Chris Johnson of Prize Fight Promotions, the local promoter, said there was no attempt to deceive people about the demand for tickets.
"We did not mislead the public," Johnson said. "We had all our tickets allotted before."
So many tickets are on sale on Ticketmaster that buyers can get blocks of up to 16 seats in a row in all price levels except $250. On the Internet, some sellers promise tickets below face value, while on eBay, most of the ticket auctions have drawn no bids at all.
Johnson said promoters hope sales will pick up beginning Friday, when Lewis and Tyson are expected to arrive in Memphis for the final week of the buildup.

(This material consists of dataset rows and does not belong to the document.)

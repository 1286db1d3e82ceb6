//! Session independence: concurrent sessions never observe each other.

use anyhow::Result;

use crate::*;

#[tokio::test]
async fn concurrent_sessions_stay_isolated() -> Result<()> {
    let srv = spawn_server().await?;
    let id_a = create_session(&srv, "A").await?;
    let id_b = create_session(&srv, "B").await?;

    // Drive both sessions concurrently.
    let pa = join(&srv, &id_a, "alice").await?;
    let pb = join(&srv, &id_b, "bob").await?;
    let (ra, rb) = tokio::join!(start(&srv, &id_a), start(&srv, &id_b));
    ra?;
    rb?;

    let (sa, sb) = tokio::join!(
        submit(&srv, &id_a, &pa, 0, "agree"),
        submit(&srv, &id_b, &pb, 0, "disagree"),
    );
    sa?;
    sb?;

    let snap_a = inspect(&srv, &id_a).await?;
    let snap_b = inspect(&srv, &id_b).await?;

    // Each session advanced on its own single-member barrier.
    assert_eq!(snap_a["current_question"], 1);
    assert_eq!(snap_b["current_question"], 1);

    let roster_a = snap_a["participants"].as_array().unwrap();
    let roster_b = snap_b["participants"].as_array().unwrap();
    assert_eq!(roster_a.len(), 1);
    assert_eq!(roster_b.len(), 1);
    assert_eq!(roster_a[0]["nickname"], "alice");
    assert_eq!(roster_b[0]["nickname"], "bob");
    assert_eq!(roster_a[0]["position"], 1);
    assert_eq!(roster_b[0]["position"], -1);
    Ok(())
}

#[tokio::test]
async fn answering_in_one_session_fails_with_anothers_token() -> Result<()> {
    let srv = spawn_server().await?;
    let id_a = create_session(&srv, "A").await?;
    let id_b = create_session(&srv, "B").await?;

    let pa = join(&srv, &id_a, "alice").await?;
    join(&srv, &id_b, "bob").await?;
    start(&srv, &id_b).await?;

    // Participant ids are session-scoped, not global.
    let (status, _) = http_post(
        &srv.api(&format!("/sessions/{id_b}/answers")),
        &serde_json::json!({ "participant_id": pa, "question": 0, "value": "agree" }),
    )
    .await?;
    assert_eq!(status, 404);
    Ok(())
}

#[tokio::test]
async fn deleting_one_session_leaves_the_other_running() -> Result<()> {
    let srv = spawn_server().await?;
    let id_a = create_session(&srv, "A").await?;
    let id_b = create_session(&srv, "B").await?;
    let pb = join(&srv, &id_b, "bob").await?;
    start(&srv, &id_b).await?;

    let (status, _) = http_delete(&srv.api(&format!("/sessions/{id_a}"))).await?;
    assert_eq!(status, 200);

    // B is untouched and still accepts answers.
    let r = submit(&srv, &id_b, &pb, 0, "agree").await?;
    assert_eq!(r["advanced"], true);
    Ok(())
}
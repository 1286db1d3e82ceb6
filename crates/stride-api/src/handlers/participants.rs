//! /sessions/:id/join and participant removal handlers.

use axum::extract::{Path, State};
use axum::http::StatusCode;
use axum::Json;
use serde::{Deserialize, Serialize};

use super::{error_response, ApiState};

// ── /sessions/:id/join (POST) ─────────────────────────────────────────────────

#[derive(Deserialize)]
pub struct JoinRequest {
    pub nickname: String,
}

#[derive(Serialize)]
pub struct JoinResponse {
    /// Session-scoped identity. The client holds on to this as its
    /// reconnect token — presenting it later resumes the same participant.
    pub participant_id: String,
    pub session_id: String,
}

pub async fn handle_join(
    State(state): State<ApiState>,
    Path(session_id): Path<String>,
    Json(req): Json<JoinRequest>,
) -> Result<Json<JoinResponse>, (StatusCode, String)> {
    let handle = state.registry.get(&session_id).map_err(error_response)?;
    let participant_id = handle
        .join(&req.nickname, state.allow_late_join)
        .await
        .map_err(error_response)?;

    Ok(Json(JoinResponse {
        participant_id,
        session_id,
    }))
}

// ── /sessions/:id/participants/:participant_id (DELETE) ──────────────────────

#[derive(Serialize)]
pub struct RemoveResponse {
    pub participant_id: String,
    pub removed: bool,
    /// True when the removal closed the barrier and the walk advanced.
    pub advanced: bool,
}

pub async fn handle_participant_remove(
    State(state): State<ApiState>,
    Path((session_id, participant_id)): Path<(String, String)>,
) -> Result<Json<RemoveResponse>, (StatusCode, String)> {
    let handle = state.registry.get(&session_id).map_err(error_response)?;
    let advanced = handle
        .remove_participant(&participant_id)
        .await
        .map_err(error_response)?;

    tracing::info!(
        session_id = %session_id,
        participant_id = %participant_id,
        advanced,
        "participant removed via API"
    );

    Ok(Json(RemoveResponse {
        participant_id,
        removed: true,
        advanced,
    }))
}
//! stride-api — HTTP + WebSocket gateway for the session engine.
//!
//! The gateway is deliberately thin: it translates wire events into engine
//! calls and snapshot broadcasts into socket writes. All session semantics
//! live in stride-services.

pub mod handlers;
pub mod ws;

use axum::routing::{delete, get, post};
use axum::Router;
use tower_http::cors::{Any, CorsLayer};

pub use handlers::ApiState;

/// Build the full application router. Public so integration tests can bind
/// an ephemeral port themselves.
pub fn router(state: ApiState) -> Router {
    let cors = CorsLayer::new()
        .allow_origin(Any)
        .allow_methods(Any)
        .allow_headers(Any);

    let api_routes = Router::new()
        .route(
            "/sessions",
            get(handlers::handle_session_list).post(handlers::handle_session_create),
        )
        .route(
            "/sessions/{id}",
            get(handlers::handle_session_inspect).delete(handlers::handle_session_delete),
        )
        .route("/sessions/{id}/start", post(handlers::handle_session_start))
        .route("/sessions/{id}/reset", post(handlers::handle_session_reset))
        .route("/sessions/{id}/join", post(handlers::handle_join))
        .route("/sessions/{id}/answers", post(handlers::handle_answer_submit))
        .route(
            "/sessions/{id}/participants/{participant_id}",
            delete(handlers::handle_participant_remove),
        )
        .route("/sessions/{id}/ws", get(ws::handle_session_ws))
        .route("/status", get(handlers::handle_status))
        .route("/daemon/shutdown", post(handlers::handle_shutdown))
        .with_state(state);

    Router::new().nest("/api", api_routes).layer(cors)
}

pub async fn serve(state: ApiState, bind_addr: &str, port: u16) -> anyhow::Result<()> {
    let app = router(state);

    let listener = tokio::net::TcpListener::bind(format!("{}:{}", bind_addr, port)).await?;
    tracing::info!(%bind_addr, port, "API listening");
    axum::serve(listener, app).await?;
    Ok(())
}
//! HTTP API handlers — exposes session state as JSON.

pub mod answers;
pub mod participants;
pub mod sessions;
pub mod status;

use std::sync::Arc;
use std::time::Instant;

use axum::http::StatusCode;

use stride_core::SessionError;
use stride_services::SessionRegistry;

#[derive(Clone)]
pub struct ApiState {
    pub registry: SessionRegistry,
    /// The deck every new session walks through.
    pub questions: Arc<Vec<String>>,
    /// Accept joins into completed sessions (kept for a potential reset).
    pub allow_late_join: bool,
    /// When the daemon started.
    pub started_at: Instant,
    /// Shutdown broadcast sender — signals graceful daemon shutdown.
    pub shutdown_tx: tokio::sync::broadcast::Sender<()>,
}

// ── Shared helpers ────────────────────────────────────────────────────────────

/// Map engine errors onto HTTP. Invariant violations are logged here — they
/// indicate bookkeeping bugs that would desynchronize every client.
pub(crate) fn error_response(err: SessionError) -> (StatusCode, String) {
    let code = match &err {
        SessionError::SessionNotFound | SessionError::UnknownParticipant => StatusCode::NOT_FOUND,
        SessionError::InvalidState(_) => StatusCode::CONFLICT,
        SessionError::Invariant(_) => {
            tracing::error!(error = %err, "invariant violation surfaced to API");
            StatusCode::INTERNAL_SERVER_ERROR
        }
    };
    (code, err.to_string())
}

// Re-export handler functions for use in router setup.
pub use answers::handle_answer_submit;
pub use participants::{handle_join, handle_participant_remove};
pub use sessions::{
    handle_session_create, handle_session_delete, handle_session_inspect, handle_session_list,
    handle_session_reset, handle_session_start,
};
pub use status::{handle_shutdown, handle_status};
//! Daemon status and shutdown commands.

use anyhow::Result;
use serde::Deserialize;

use super::http::{base_url, get_json, post_json};

pub async fn cmd_status(port: u16) -> Result<()> {
    #[derive(Deserialize)]
    struct StatusResponse {
        uptime_secs: u64,
        total_questions: usize,
        sessions: Vec<SessionStatus>,
    }

    #[derive(Deserialize)]
    struct SessionStatus {
        session_id: String,
        name: String,
        state: String,
        participants: usize,
        connected: usize,
        current_question: i64,
        answered_current: usize,
        uptime_secs: u64,
    }

    let resp: StatusResponse = get_json(&format!("{}/status", base_url(port))).await?;

    println!("═══════════════════════════════════════");
    println!("  Stride Daemon Status");
    println!("═══════════════════════════════════════");
    println!("  Uptime          : {}s", resp.uptime_secs);
    println!("  Deck questions  : {}", resp.total_questions);
    println!("  Active sessions : {}", resp.sessions.len());

    if resp.sessions.is_empty() {
        println!("\n  No active sessions.");
    } else {
        println!("\n  Sessions:");
        for s in &resp.sessions {
            println!("  ┌─ {} ({})", s.session_id, s.name);
            println!("  │  state     : {}", s.state);
            println!(
                "  │  roster    : {} ({} connected)",
                s.participants, s.connected
            );
            println!(
                "  │  question  : {} ({} answered)",
                s.current_question, s.answered_current
            );
            println!("  └─ uptime    : {}s", s.uptime_secs);
        }
    }

    Ok(())
}

pub async fn cmd_shutdown(port: u16) -> Result<()> {
    #[derive(Deserialize)]
    struct ShutdownResponse {
        shutting_down: bool,
    }

    let resp: ShutdownResponse =
        post_json(&format!("{}/daemon/shutdown", base_url(port))).await?;

    if resp.shutting_down {
        println!("✓ Daemon shutting down.");
    }
    Ok(())
}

"We still feel there are a lot of people who don't feel like the fight is going to happen," he said. "We anticipate once the media covers Tyson arriving in Memphis on Friday they'll realize the fighters are here and we're less than a week away from the fight."
That's not likely to help ticket sales in England, where fans who normally travel to Lewis fights are staying home or spending their money going to the World Cup in South Korea and Japan.
When Lewis fought Evander Holyfield in New York City in 1999, several thousand British fans bought tickets at Madison Square Garden. In the rematch in Las Vegas, up to 5,000 British fans cheered for their hero.
Both of those cities are served by direct air service from London and very familiar to the British. Memphis isn't, and it shows.
"Memphis just isn't an ideal tourist destination," said Richard McKenna, sales manager for All Leisure Travel and Events in London. "Everyone who had an interest in it would have wished it had taken place in Las Vegas."
Tyson's manager, Shelly Finkel, said the tickets reserved for the Tyson camp were all sold.
"I had guaranteed a certain amount and we exceeded that," Finkel said.
Despite the problems, the fight still figures to be a huge draw on television, where more than 1 million homes are expected to buy the event at $54.95. If sales exceed that, the fight could still be the richest ever, surpassing the $100 million taken in by the second Tyson-Holyfield fight in 1997 in Las Vegas.
British fans also plan to see the fight -- but on television. The fight is expected to do up to 1 million homes on pay-per-view in England, despite a starting time of 5 a.m. in London.